Bernie Sanders To Cut Hundreds Of Staffers After Losses On Tuesday

"We want to win as many delegates as we can, so we do not need workers now in states around country,” Sanders told the New York Times on Wednesday.

Bernie Sanders' campaign will shed hundreds of staffers across the country, the candidate told the New York Times in an interview on Wednesday. The move comes after Hillary Clinton defeated Sanders in four out of five states in Tuesday's primaries.

“We want to win as many delegates as we can, so we do not need workers now in states around country. We don’t need people right now in Connecticut. That election is over. We don’t need them in Maryland. So what we are going to do is allocate our resources to the 14 contests that remain, and that means that we are going to be cutting back on staff," Sanders told the Times. When pressed by the Times on how many staffers would be affected, Sanders said "hundreds."

On Wednesday, three campaign staffers told BuzzFeed News that there had not been guidance about the layoffs and there is some uncertainty currently about what's happening.

In a statement to BuzzFeed News, a senior campaign official said that the campaign will continue to have a staff of "more than 300 workers."

“Our campaign has now completed 80% of the primaries and caucuses, said spokesman Michael Briggs. "We look forward to winning here in Indiana next Tuesday and in the few remaining states and territories holding primaries and caucuses in May and June. That means that we no longer require many of the loyal and dedicated state and national support staffers who helped us in places like New York, Connecticut, Rhode Island, Maryland, Delaware, Pennsylvania and other states where the nominating contests have been completed.

“We will continue to have a strong and dedicated staff of more than 300 workers who are going to help us win in California and other contests still to come," Briggs said. “This campaign believes that we have a path toward victory and we’re going to marshal our resources to do everything we can to win the Democratic nomination.”

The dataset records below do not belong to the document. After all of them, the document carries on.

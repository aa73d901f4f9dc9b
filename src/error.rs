//! Error types for the tts-studio library.
//!
//! The external generative API does not guarantee a structured error shape,
//! so API failures are classified from the raw message string into the
//! categories the retry loop understands.

use thiserror::Error;

/// Errors produced by the tts-studio pipeline.
#[derive(Debug, Error)]
pub enum TtsStudioError {
    /// HTTP transport error
    #[error("HTTP request error: {0}")]
    Http(#[from] reqwest::Error),

    /// IO error
    #[error("IO error: {0}")]
    Io(#[from] std::io::Error),

    /// JSON (de)serialization error
    #[error("JSON error: {0}")]
    Json(#[from] serde_json::Error),

    /// Quota exhausted or request throttled by the API
    #[error("quota exhausted: {0}")]
    RateLimited(String),

    /// The API reported itself overloaded or unavailable
    #[error("service overloaded: {0}")]
    ServerBusy(String),

    /// The presented credential was rejected
    #[error("invalid API key: {0}")]
    AuthFailure(String),

    /// The API refused the content itself
    #[error("content blocked: {0}")]
    ContentBlocked(String),

    /// Any other API-reported failure
    #[error("API error: {0}")]
    Api(String),

    /// No usable credential at any tier of the key pool
    #[error("no usable API key available")]
    NoApiKey,

    /// Key-value store error
    #[error("key store error: {0}")]
    KeyStore(String),

    /// Audio decoding/processing error
    #[error("audio processing error: {0}")]
    AudioProcessing(String),

    /// WAV encoding error
    #[error("WAV encoding error: {0}")]
    WavEncoding(#[from] hound::Error),

    /// Configuration error
    #[error("configuration error: {0}")]
    Configuration(String),

    /// The generation was cancelled by the caller
    #[error("generation cancelled")]
    Cancelled,
}

/// Result type for the tts-studio library.
pub type Result<T> = std::result::Result<T, TtsStudioError>;

/// Maximum length of a raw message carried into an unclassified error.
const RAW_MESSAGE_LIMIT: usize = 150;

impl TtsStudioError {
    /// Classify a raw error message from the generative API.
    ///
    /// The API surfaces failures as free-form strings, so classification is
    /// substring matching on status codes and well-known phrases. Anything
    /// unrecognized becomes [`TtsStudioError::Api`] with the message
    /// truncated.
    pub fn classify_api_error(raw: &str) -> Self {
        let lower = raw.to_lowercase();

        if lower.contains("429") || lower.contains("resource exhausted") || lower.contains("quota")
        {
            return Self::RateLimited(truncate(raw));
        }
        if lower.contains("500") || lower.contains("503") || lower.contains("overloaded") {
            return Self::ServerBusy(truncate(raw));
        }
        if lower.contains("400")
            || lower.contains("401")
            || lower.contains("403")
            || lower.contains("api key")
        {
            return Self::AuthFailure(truncate(raw));
        }
        if lower.contains("safety") || lower.contains("blocked") || lower.contains("prohibited") {
            return Self::ContentBlocked(truncate(raw));
        }

        Self::Api(truncate(raw))
    }

    /// Whether the retry orchestrator may retry after this error.
    ///
    /// Rate limits and transient server failures retry with pacing; auth
    /// failures retry with a different credential. Content blocks and
    /// unclassified failures never retry.
    pub fn is_retryable(&self) -> bool {
        matches!(
            self,
            Self::RateLimited(_) | Self::ServerBusy(_) | Self::AuthFailure(_)
        )
    }

    /// Whether this error proves the presented credential itself is bad.
    ///
    /// Only confirmed auth failures invalidate a key; a rate limit says
    /// nothing about the key's validity.
    pub fn invalidates_key(&self) -> bool {
        matches!(self, Self::AuthFailure(_))
    }

    /// Short user-facing message for this failure, in the product's language.
    pub fn user_message(&self) -> String {
        match self {
            Self::RateLimited(_) => {
                "❌ HẾT HẠN MỨC (QUOTA EXHAUSTED): Tài khoản đã đạt giới hạn yêu cầu. \
                 Hệ thống sẽ tự động thử lại sau vài giây."
                    .to_string()
            }
            Self::ServerBusy(_) => {
                "⚠️ MÁY CHỦ QUÁ TẢI: Máy chủ AI đang bận. Đang thử lại...".to_string()
            }
            Self::AuthFailure(_) => {
                "❌ KEY KHÔNG HỢP LỆ: API Key đã bị từ chối. Đang chuyển sang Key khác...".to_string()
            }
            Self::ContentBlocked(_) => {
                "🚫 NỘI DUNG BỊ TỪ CHỐI: AI không thể đọc nội dung này. \
                 Vui lòng chỉnh sửa lại văn bản."
                    .to_string()
            }
            Self::NoApiKey => {
                "❌ KHÔNG CÓ API KEY: Hệ thống chưa có Key khả dụng. \
                 Vui lòng liên hệ quản trị viên."
                    .to_string()
            }
            Self::Cancelled => "Đã hủy tạo âm thanh.".to_string(),
            other => format!("❗ LỖI: {}", truncate(&other.to_string())),
        }
    }
}

fn truncate(raw: &str) -> String {
    if raw.chars().count() <= RAW_MESSAGE_LIMIT {
        raw.to_string()
    } else {
        raw.chars().take(RAW_MESSAGE_LIMIT).collect()
    }
}

#[cfg(test)]
mod tests {
    use super::*;

    #[test]
    fn test_rate_limit_classification() {
        let err = TtsStudioError::classify_api_error("429 RESOURCE EXHAUSTED: quota exceeded");
        assert!(matches!(err, TtsStudioError::RateLimited(_)));
        assert!(err.is_retryable());
        assert!(!err.invalidates_key());
    }

    #[test]
    fn test_server_busy_classification() {
        let err = TtsStudioError::classify_api_error("503 Service Unavailable: model overloaded");
        assert!(matches!(err, TtsStudioError::ServerBusy(_)));
        assert!(err.is_retryable());
    }

    #[test]
    fn test_auth_failure_classification() {
        let err = TtsStudioError::classify_api_error("API key not valid. Please pass a valid key.");
        assert!(matches!(err, TtsStudioError::AuthFailure(_)));
        assert!(err.is_retryable());
        assert!(err.invalidates_key());
    }

    #[test]
    fn test_content_block_classification() {
        let err = TtsStudioError::classify_api_error("Candidate was blocked due to SAFETY");
        assert!(matches!(err, TtsStudioError::ContentBlocked(_)));
        assert!(!err.is_retryable());
    }

    #[test]
    fn test_unclassified_is_truncated() {
        let raw = "x".repeat(500);
        let err = TtsStudioError::classify_api_error(&raw);
        match err {
            TtsStudioError::Api(msg) => assert_eq!(msg.chars().count(), 150),
            other => panic!("unexpected classification: {other:?}"),
        }
    }

    #[test]
    fn test_user_messages_are_nonempty() {
        let errors = [
            TtsStudioError::RateLimited("429".into()),
            TtsStudioError::ServerBusy("503".into()),
            TtsStudioError::AuthFailure("401".into()),
            TtsStudioError::ContentBlocked("safety".into()),
            TtsStudioError::NoApiKey,
            TtsStudioError::Cancelled,
            TtsStudioError::Api("boom".into()),
        ];
        for err in errors {
            assert!(!err.user_message().is_empty());
        }
    }
}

Clinton has a nearly insurmountable lead over Sanders in the earned delegates needed to clinch the Democratic nomination.

After his losses on Tuesday, the Sanders campaign issued a statement vowing to stay in the race until the last primaries in June in order to pick up as many delegates as possible as a way to influence the party's platform in July.

"That’s why we are in this race until the last vote is cast," the statement read. "That is why this campaign is going to the Democratic National Convention in Philadelphia with as many delegates as possible to fight for a progressive party platform that calls for a $15 an hour minimum wage, an end to our disastrous trade policies, a Medicare-for-all health care system, breaking up Wall Street financial institutions, ending fracking in our country, making public colleges and universities tuition free and passing a carbon tax so we can effectively address the planetary crisis of climate change.”